This invention relates to an electronic musical instrument realizing a musical effect of gradually changing a pitch of a tone to be produced such as slur or portamento and, more particularly, to an electronic musical instrument in which a waveshape of an attack portion of a tone imparted with such pitch change is made different from a waveshape of an attack portion of that not imparted with such pitch change. Further, this invention relates to an electronic musical instrument in which control of an amplitude level is performed by taking into account an auditory tone level change in a case where the amplitude level of a tone is gradually changed with the pitch.
The effect according to which the pitch of a tone is changed smoothly from a tone pitch corresponding to a first key to a tone pitch corresponding to a second key is known as "slur" or "portamento" (hereinafter simply referred to as "slur"). Japanese Preliminary Patent Publication 139095/1984 discloses a system according to which a natural slur effect can be realized by smoothly changing not only the pitch but also the tone color of a tone. According to this publication, by adding and thereby combining tone signals of two channels with tone colors which are slightly different from each other at a level ratio which changes with time, a resulting timewise change in the tone color during imparting of slur is realized. More specifically, the tone color of one channel is a tone color which has been key-scaled in accordance with the tone pitch of a key which was being depressed until the present key has been depressed and the tone color of the other channel is a tone color which has been key-scaled in accordance with the tone pitch of the key which has been presently depressed. Accordingly, the tone color change during the slur period is not the tone color change proper to the slur but merely a smooth change in the tone color key-scaled by a precedingly depressed key to the tone color key-scaled by a presently depressed key.

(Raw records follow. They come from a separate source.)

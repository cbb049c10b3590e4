use std::collections::{BTreeMap, HashMap, HashSet};
use std::sync::{Mutex, MutexGuard, PoisonError};

use async_trait::async_trait;

use crate::application::ports::{
    CommandDefinition, CommandRegistry, Directory, EphemeralMessenger, FileStore, HostError,
    KvStore, PostStore,
};
use crate::domain::{ChannelId, FileId, Post, PostId, UserId};

#[derive(Debug, Clone, PartialEq)]
pub struct StoredFile {
    pub channel_id: ChannelId,
    pub filename: String,
    pub data: Vec<u8>,
}

#[derive(Debug, Clone, PartialEq)]
pub struct EphemeralPost {
    pub user_id: UserId,
    pub channel_id: ChannelId,
    pub message: String,
}

/// Process-local stand-in for the chat server.
///
/// Backs the standalone binary and the test suite. State lives in plain
/// maps behind mutexes that are never held across an await.
#[derive(Debug, Default)]
pub struct InMemoryHost {
    posts: Mutex<HashMap<PostId, Post>>,
    files: Mutex<HashMap<FileId, StoredFile>>,
    kv: Mutex<HashMap<String, Vec<u8>>>,
    members: Mutex<HashSet<(ChannelId, UserId)>>,
    roles: Mutex<HashMap<UserId, String>>,
    channels: Mutex<HashMap<ChannelId, String>>,
    ephemeral: Mutex<HashMap<PostId, EphemeralPost>>,
    commands: Mutex<BTreeMap<String, CommandDefinition>>,
}

fn lock<T>(mutex: &Mutex<T>) -> MutexGuard<'_, T> {
    mutex.lock().unwrap_or_else(PoisonError::into_inner)
}

impl InMemoryHost {
    pub fn new() -> Self {
        Self::default()
    }

    pub fn add_channel(&self, channel_id: &ChannelId, display_name: &str) {
        lock(&self.channels).insert(channel_id.clone(), display_name.to_string());
    }

    pub fn add_member(&self, channel_id: &ChannelId, user_id: &UserId) {
        lock(&self.members).insert((channel_id.clone(), user_id.clone()));
    }

    /// Seeds memberships from `channel_id:user_id` pairs. Malformed entries are skipped.
    pub fn add_members_from_pairs<S: AsRef<str>>(&self, pairs: &[S]) -> usize {
        let mut added = 0;
        for pair in pairs {
            let Some((channel, user)) = pair.as_ref().split_once(':') else {
                tracing::warn!(entry = pair.as_ref(), "Ignoring malformed member seed");
                continue;
            };
            let (channel, user) = (channel.trim(), user.trim());
            if channel.is_empty() || user.is_empty() {
                continue;
            }
            self.add_member(&ChannelId::new(channel), &UserId::new(user));
            added += 1;
        }
        added
    }

    pub fn set_user_roles(&self, user_id: &UserId, roles: &str) {
        lock(&self.roles).insert(user_id.clone(), roles.to_string());
    }

    pub fn insert_post(&self, post: Post) {
        lock(&self.posts).insert(post.id.clone(), post);
    }

    pub fn post(&self, id: &PostId) -> Option<Post> {
        lock(&self.posts).get(id).cloned()
    }

    pub fn post_count(&self) -> usize {
        lock(&self.posts).len()
    }

    pub fn insert_file(&self, id: &FileId, file: StoredFile) {
        lock(&self.files).insert(id.clone(), file);
    }

    pub fn file(&self, id: &FileId) -> Option<StoredFile> {
        lock(&self.files).get(id).cloned()
    }

    pub fn kv_value(&self, key: &str) -> Option<Vec<u8>> {
        lock(&self.kv).get(key).cloned()
    }

    pub fn kv_keys(&self) -> Vec<String> {
        lock(&self.kv).keys().cloned().collect()
    }

    pub fn ephemeral_post(&self, id: &PostId) -> Option<EphemeralPost> {
        lock(&self.ephemeral).get(id).cloned()
    }

    pub fn registered_triggers(&self) -> Vec<String> {
        lock(&self.commands).keys().cloned().collect()
    }
}

#[async_trait]
impl PostStore for InMemoryHost {
    async fn create_post(&self, mut post: Post) -> Result<Post, HostError> {
        if post.id.is_empty() {
            post.id = PostId::generate();
        }
        let mut posts = lock(&self.posts);
        if posts.contains_key(&post.id) {
            return Err(HostError::StorageFailed(format!(
                "post {} already exists",
                post.id
            )));
        }
        posts.insert(post.id.clone(), post.clone());
        Ok(post)
    }

    async fn get_post(&self, id: &PostId) -> Result<Option<Post>, HostError> {
        Ok(self.post(id))
    }

    async fn update_post(&self, post: &Post) -> Result<Post, HostError> {
        let mut posts = lock(&self.posts);
        match posts.get_mut(&post.id) {
            Some(stored) => {
                *stored = post.clone();
                Ok(post.clone())
            }
            None => Err(HostError::NotFound(format!("post {}", post.id))),
        }
    }
}

#[async_trait]
impl FileStore for InMemoryHost {
    async fn upload_file(
        &self,
        data: &[u8],
        channel_id: &ChannelId,
        filename: &str,
    ) -> Result<FileId, HostError> {
        let id = FileId::generate();
        self.insert_file(
            &id,
            StoredFile {
                channel_id: channel_id.clone(),
                filename: filename.to_string(),
                data: data.to_vec(),
            },
        );
        Ok(id)
    }

    async fn get_file(&self, id: &FileId) -> Result<Vec<u8>, HostError> {
        self.file(id)
            .map(|f| f.data)
            .ok_or_else(|| HostError::NotFound(format!("file {}", id)))
    }
}

#[async_trait]
impl KvStore for InMemoryHost {
    async fn set(&self, key: &str, value: Vec<u8>) -> Result<(), HostError> {
        lock(&self.kv).insert(key.to_string(), value);
        Ok(())
    }

    async fn get(&self, key: &str) -> Result<Option<Vec<u8>>, HostError> {
        Ok(self.kv_value(key))
    }

    async fn delete(&self, key: &str) -> Result<bool, HostError> {
        Ok(lock(&self.kv).remove(key).is_some())
    }
}

#[async_trait]
impl Directory for InMemoryHost {
    async fn is_channel_member(
        &self,
        channel_id: &ChannelId,
        user_id: &UserId,
    ) -> Result<bool, HostError> {
        Ok(lock(&self.members).contains(&(channel_id.clone(), user_id.clone())))
    }

    async fn user_roles(&self, user_id: &UserId) -> Result<String, HostError> {
        Ok(lock(&self.roles)
            .get(user_id)
            .cloned()
            .unwrap_or_else(|| "system_user".to_string()))
    }

    async fn channel_display_name(
        &self,
        channel_id: &ChannelId,
    ) -> Result<Option<String>, HostError> {
        Ok(lock(&self.channels).get(channel_id).cloned())
    }
}

#[async_trait]
impl EphemeralMessenger for InMemoryHost {
    async fn send_ephemeral(
        &self,
        user_id: &UserId,
        channel_id: &ChannelId,
        message: &str,
    ) -> Result<PostId, HostError> {
        let id = PostId::generate();
        lock(&self.ephemeral).insert(
            id.clone(),
            EphemeralPost {
                user_id: user_id.clone(),
                channel_id: channel_id.clone(),
                message: message.to_string(),
            },
        );
        Ok(id)
    }

    async fn update_ephemeral(
        &self,
        user_id: &UserId,
        post_id: &PostId,
        channel_id: &ChannelId,
        message: &str,
    ) -> Result<(), HostError> {
        lock(&self.ephemeral).insert(
            post_id.clone(),
            EphemeralPost {
                user_id: user_id.clone(),
                channel_id: channel_id.clone(),
                message: message.to_string(),
            },
        );
        Ok(())
    }

    async fn delete_ephemeral(&self, _user_id: &UserId, post_id: &PostId) -> Result<(), HostError> {
        lock(&self.ephemeral).remove(post_id);
        Ok(())
    }
}

#[async_trait]
impl CommandRegistry for InMemoryHost {
    async fn register_command(&self, command: CommandDefinition) -> Result<(), HostError> {
        lock(&self.commands).insert(command.trigger.clone(), command);
        Ok(())
    }

    async fn unregister_command(&self, trigger: &str) -> Result<(), HostError> {
        lock(&self.commands).remove(trigger);
        Ok(())
    }
}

In a natural musical instrument, there is a considerable difference in the tone color between an attack portion and a sustain portion of a tone and an attack portion of a new tone in the slur period also exhibits a unique tone color change. In the slur period, characteristics of the tone color of an attack portion of a new tone are closer to the tone color of a sustain portion than those of the tone color of a normal attack portion are. Such tone color change peculiar to the slur period was hard to realize by the prior art control technique which merely shifts the key-scaled tone color smoothly. Particularly, in an electronic musical instrument of a type which, for simulating the difference in the tone color in a tone between the attack portion and the sustain portion, employs a tone generation system which generates tone waveshapes of attack and sustain portions which have different tone color characteristics from each other, a tone waveshape having tone color characteristics of a normal attack portion is generated whether it is in the slur period or not and, accordingly, the imparting of smooth change in the key-scaled tone color as proposed in the prior art cannot restrain the tone color characteristics of the normal attack portion and therefore a tone color change proper to the slur period cannot be realized.
The above described publication discloses also a system according to which tone signals exhibiting the same slur pitch change are generated in two channels, the tone levels of the two tone signals are caused to change in such a manner that they have opposite characteristics and cross each other (crossfade). More specifically, as shown in FIG. 14a, the tone level of one channel is caused to fall relatively steeply at a predetermined decay rate from level L1 which was key-scaled in accordance with the tone pitch of a key which was being depressed until the present key has been depressed while the tone level of the other channel is caused to rise relatively gradually to level L2 which was key-scaled in accordance with the tone pitch of the present key.
In the tone level control as shown in FIG. 14a, however, the sum of the tone levels of the two systems falls as shown by the dotted line in the figure. This is because the decay rate is steeper than the attack rate. If the same rate is used for the decay rate and the attach rate as shown by FIG. 14b, the total tone level arithmetically becomes flat as shown by the dotted line but, in actual hearing, it gives the impression that the tone level somewhat drops in the portion in which the two levels cross.